# Excerpted records:
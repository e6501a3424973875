use crate::core::registry::Registry;
use crate::domain::model::{AppointmentRecord, Doctor, DoctorId, Patient, PatientId};
use crate::utils::error::{RegistryError, Result};
use std::sync::{Arc, Mutex, MutexGuard};

/// A [`Registry`] behind a single lock, for callers on several threads.
///
/// Clones share the same registry. Each operation holds the lock for its
/// whole duration, so an appointment's lookups and append happen atomically.
#[derive(Debug, Clone, Default)]
pub struct SharedRegistry {
    inner: Arc<Mutex<Registry>>,
}

impl SharedRegistry {
    pub fn new(registry: Registry) -> Self {
        Self {
            inner: Arc::new(Mutex::new(registry)),
        }
    }

    fn lock(&self) -> Result<MutexGuard<'_, Registry>> {
        self.inner.lock().map_err(|_| RegistryError::LockPoisoned)
    }

    pub fn add_patient(&self, name: &str, age: i32, disease: &str) -> Result<PatientId> {
        Ok(self.lock()?.add_patient(name, age, disease))
    }

    pub fn add_doctor(&self, name: &str, age: i32, specialization: &str) -> Result<DoctorId> {
        Ok(self.lock()?.add_doctor(name, age, specialization))
    }

    pub fn add_appointment(&self, patient_name: &str, doctor_name: &str, date: &str) -> Result<usize> {
        self.lock()?.add_appointment(patient_name, doctor_name, date)
    }

    pub fn display_all_appointments(&self) -> Result<Vec<AppointmentRecord>> {
        Ok(self.lock()?.display_all_appointments())
    }

    pub fn find_patient(&self, name: &str) -> Result<Option<Patient>> {
        Ok(self.lock()?.find_patient(name).cloned())
    }

    pub fn find_doctor(&self, name: &str) -> Result<Option<Doctor>> {
        Ok(self.lock()?.find_doctor(name).cloned())
    }

    pub fn appointment_count(&self) -> Result<usize> {
        Ok(self.lock()?.appointment_count())
    }

    /// Copy of the current state.
    pub fn snapshot(&self) -> Result<Registry> {
        Ok(self.lock()?.clone())
    }

    /// Runs `f` with exclusive access to the registry.
    pub fn with<R>(&self, f: impl FnOnce(&mut Registry) -> R) -> Result<R> {
        let mut guard = self.lock()?;
        Ok(f(&mut guard))
    }
}
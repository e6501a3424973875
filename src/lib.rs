pub mod app;
#[cfg(feature = "cli")]
pub mod config;
pub mod core;
pub mod domain;
pub mod utils;

#[cfg(feature = "cli")]
pub use config::CliConfig;

pub use app::report::{JsonReport, TextReport};
pub use app::seed::{Seed, SeedSummary};
pub use app::{run, OutputFormat};
pub use core::{registry::find_person_by_name, registry::Registry, shared::SharedRegistry};
pub use domain::model::{Appointment, AppointmentRecord, Doctor, DoctorId, Patient, PatientId};
pub use domain::ports::{AppointmentSink, Describe, Named};
pub use utils::error::{MissingParty, RegistryError, Result};
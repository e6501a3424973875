use crate::domain::model::{
    Appointment, AppointmentRecord, Doctor, DoctorId, Patient, PatientId,
};
use crate::domain::ports::{AppointmentSink, Named};
use crate::utils::error::{MissingParty, RegistryError, Result};

/// Returns the first element of `people` whose name equals `name`.
///
/// Names are not unique. When several entries share a name the one that was
/// added first wins, so lookups are deterministic in insertion order.
pub fn find_person_by_name<'a, T: Named>(people: &'a [T], name: &str) -> Option<&'a T> {
    position_by_name(people, name).map(|i| &people[i])
}

fn position_by_name<T: Named>(people: &[T], name: &str) -> Option<usize> {
    people.iter().position(|person| person.name() == name)
}

/// In-memory store of patients, doctors and the appointments linking them.
///
/// All three sequences are append-only. Handles returned by the add methods
/// therefore stay valid for as long as the registry lives.
#[derive(Debug, Default, Clone)]
pub struct Registry {
    patients: Vec<Patient>,
    doctors: Vec<Doctor>,
    appointments: Vec<Appointment>,
}

impl Registry {
    pub fn new() -> Self {
        Self::default()
    }

    pub fn add_patient(
        &mut self,
        name: impl Into<String>,
        age: i32,
        disease: impl Into<String>,
    ) -> PatientId {
        let patient = Patient::new(name, age, disease);
        tracing::debug!("Adding patient: {}", patient.name);
        self.patients.push(patient);
        PatientId(self.patients.len() - 1)
    }

    pub fn add_doctor(
        &mut self,
        name: impl Into<String>,
        age: i32,
        specialization: impl Into<String>,
    ) -> DoctorId {
        let doctor = Doctor::new(name, age, specialization);
        tracing::debug!("Adding doctor: {}", doctor.name);
        self.doctors.push(doctor);
        DoctorId(self.doctors.len() - 1)
    }

    /// Books an appointment between the first patient and the first doctor
    /// with the given names. Returns the index of the new appointment.
    ///
    /// Fails with [`RegistryError::NotFound`] if either name is unknown; the
    /// registry is left untouched in that case.
    pub fn add_appointment(
        &mut self,
        patient_name: &str,
        doctor_name: &str,
        date: impl Into<String>,
    ) -> Result<usize> {
        let patient = position_by_name(&self.patients, patient_name);
        let doctor = position_by_name(&self.doctors, doctor_name);

        let (patient, doctor) = match (patient, doctor) {
            (Some(p), Some(d)) => (PatientId(p), DoctorId(d)),
            (p, d) => {
                let missing = match (p, d) {
                    (None, None) => MissingParty::Both,
                    (None, Some(_)) => MissingParty::Patient,
                    _ => MissingParty::Doctor,
                };
                tracing::debug!(
                    "Appointment rejected, {} not found (patient: {}, doctor: {})",
                    missing,
                    patient_name,
                    doctor_name
                );
                return Err(RegistryError::NotFound {
                    missing,
                    patient: patient_name.to_string(),
                    doctor: doctor_name.to_string(),
                });
            }
        };

        let date = date.into();
        tracing::debug!(
            "Adding appointment on {}: {} with {}",
            date,
            patient_name,
            doctor_name
        );
        self.appointments.push(Appointment {
            patient,
            doctor,
            date,
        });
        Ok(self.appointments.len() - 1)
    }

    /// Every appointment resolved against its patient and doctor, in insertion order.
    pub fn display_all_appointments(&self) -> Vec<AppointmentRecord> {
        self.appointments
            .iter()
            .map(|appointment| self.resolve(appointment))
            .collect()
    }

    /// Pushes every appointment record into `sink`, stopping at the first sink error.
    pub fn display_appointments_to<S: AppointmentSink>(&self, sink: &mut S) -> Result<()> {
        for appointment in &self.appointments {
            sink.accept(&self.resolve(appointment))?;
        }
        Ok(())
    }

    pub fn appointments_for_patient(&self, name: &str) -> Vec<AppointmentRecord> {
        self.appointments
            .iter()
            .filter(|a| self.patients[a.patient.0].name == name)
            .map(|a| self.resolve(a))
            .collect()
    }

    pub fn appointments_for_doctor(&self, name: &str) -> Vec<AppointmentRecord> {
        self.appointments
            .iter()
            .filter(|a| self.doctors[a.doctor.0].name == name)
            .map(|a| self.resolve(a))
            .collect()
    }

    pub fn find_patient(&self, name: &str) -> Option<&Patient> {
        find_person_by_name(&self.patients, name)
    }

    pub fn find_doctor(&self, name: &str) -> Option<&Doctor> {
        find_person_by_name(&self.doctors, name)
    }

    pub fn patient(&self, id: PatientId) -> Option<&Patient> {
        self.patients.get(id.0)
    }

    pub fn doctor(&self, id: DoctorId) -> Option<&Doctor> {
        self.doctors.get(id.0)
    }

    pub fn patients(&self) -> &[Patient] {
        &self.patients
    }

    pub fn doctors(&self) -> &[Doctor] {
        &self.doctors
    }

    pub fn appointments(&self) -> &[Appointment] {
        &self.appointments
    }

    pub fn patient_count(&self) -> usize {
        self.patients.len()
    }

    pub fn doctor_count(&self) -> usize {
        self.doctors.len()
    }

    pub fn appointment_count(&self) -> usize {
        self.appointments.len()
    }

    // Handles are only minted by this registry and nothing is ever removed,
    // so indexing cannot go out of bounds.
    fn resolve(&self, appointment: &Appointment) -> AppointmentRecord {
        AppointmentRecord {
            date: appointment.date.clone(),
            patient: self.patients[appointment.patient.0].clone(),
            doctor: self.doctors[appointment.doctor.0].clone(),
        }
    }
}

# What you are asked to do:
If a line in the records holds the string "Named", copy it.

# Exercise solution:
pub use domain::ports::{AppointmentSink, Describe, Named};
use crate::domain::ports::{AppointmentSink, Named};
pub fn find_person_by_name<'a, T: Named>(people: &'a [T], name: &str) -> Option<&'a T> {
fn position_by_name<T: Named>(people: &[T], name: &str) -> Option<usize> {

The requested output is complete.